IL TORMENTO E LA SPERANZA IN CESARE PAVESE

E’ difficile fare un percorso, per quanto piccolo esso sia, sulle tracce di Cesare Pavese per cercare di andare in fondo alla sua umanità, per scorgere quella “santa inquietudine” che lo ha portato fino al gesto estremo di rinunciare alla vita. Occorre rischiare, seguire Pavese, fare un lungo viaggio con lui anche nella trasformazione dei diversi luoghi, da lui vissuti e subiti, e della sua stessa vita; poiché il “luogo” in Pavese diviene da naturale riferimento a spazio di un dramma supremo. Tutta l’intelligenza di cui era dotato, la fama e il riconoscimento, non gli impedirono di sentirsi solo, da qui nasce la profondissima inquietudine che lo fece essere realista ed intelligentissimo sulle dinamiche e sulle esperienze fondamentali dell’esistenza. Non basta a non sentirsi soli. Lo dice chiaramente in molti passi delle sue opere: tutto ciò in cui ha creduto (dalle filosofie materialiste alla vastissima intelligenza poetico letteraria) non era ciò che viveva.

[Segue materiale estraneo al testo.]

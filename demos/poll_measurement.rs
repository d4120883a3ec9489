use std::{thread, time::Duration};

use u2000ctrl::{DisplayUnit, PowerSensor, SensorConfig, DEFAULT_RESOURCE};

fn main() -> u2000ctrl::Result<()> {
    let mut sensor = PowerSensor::with_manager(
        u2000ctrl::NativeResourceManager::new()?,
        DEFAULT_RESOURCE,
        SensorConfig::default(),
    )?;

    // Zero against the internal reference before taking readings.
    sensor.calibrate_zero_internal()?;

    loop {
        // Each reading carries the unit it was scaled for.
        let reading = sensor.read(DisplayUnit::MilliWatt)?;
        println!("{}  {}", reading.pretty_ts(), reading);
        thread::sleep(Duration::from_millis(500));
    }
}
//!
//! This library provides control of Keysight U2000 series USB power sensors
//! over SCPI.
//!
//! <br>
//!
//! # Details
//!
//! - The driver talks to the sensor through a [`Session`] opened by a
//!   [`ResourceManager`]. The bundled [`NativeResourceManager`] handles serial
//!   ports and raw SCPI sockets; a VISA binding can implement the same traits
//!   for USBTMC access.
//!
//! - Basic setup and connection
//!
//!   ```no_run
//!   use u2000ctrl::{PowerSensor, DEFAULT_RESOURCE};
//!   fn main() -> u2000ctrl::Result<()> {
//!       let mut sensor = PowerSensor::new(DEFAULT_RESOURCE)?;
//!       eprintln!("Connected to: {}\n", sensor.identify()?);
//!       sensor.set_display_unit("dBm")?;
//!       println!("{} dBm", sensor.measure_power()?);
//!       sensor.close()
//!   }
//!   ```
//!
//! - Selecting `mW` makes the sensor report linear power in Watts. Use
//!   [`PowerSensor::read`] or [`Reading::from_raw`] to get milliwatts.
//!
//! - All calls block. Do not call the driver from inside an async runtime.
//!
//! # Supported devices
//!
//!  * Keysight U2000 series (U2000A/B/H, U2001A/B/H, U2002A/H, U2004A)
//!

pub mod device;
pub mod measurement;
pub mod proto;
pub mod session;
pub mod transport;

pub use device::{PowerSensor, SensorConfig};
pub use measurement::{Identity, Reading};
pub use proto::command::{DisplayUnit, ZeroReference};
pub use proto::{ProtoError, Result};
pub use session::{ResourceManager, Session};
pub use transport::NativeResourceManager;

#[cfg(unix)]
pub const DEFAULT_RESOURCE: &str = "ASRL/dev/ttyUSB0::INSTR";
#[cfg(windows)]
pub const DEFAULT_RESOURCE: &str = "ASRL1::INSTR";

/// Default Baudrate for serial resources.
pub const DEFAULT_BAUDRATE: u32 = 9600;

Questa solitudine non trova nel suicidio finale un esito scontato su cui, come chiese, è vano ed idiota fare “pettegolezzi”. Quella morte in una stanza è piuttosto la figura continua, la metafora (o meglio l’allegoria, poiché ha il peso e il dolore di un fatto) di tutta l’esistenza vissuta in quella solitudine… infatti quello che si consumò nella stanza dell’Hotel Roma, in Pavese era già accaduto mille e mille volte prima. Avvicinarsi all’opera di Pavese significa avere la possibilità di incontrare delle pagine che rimandano costantemente al dramma esistenziale di un uomo che, con la trama della sua vicenda umana, ha lasciato aperto un inquietante interrogativo sul tormento nella ricerca di “qualcos’altro”, forse nutrendo anche paura dei proprio sentimenti, senza avere timore di confessarlo.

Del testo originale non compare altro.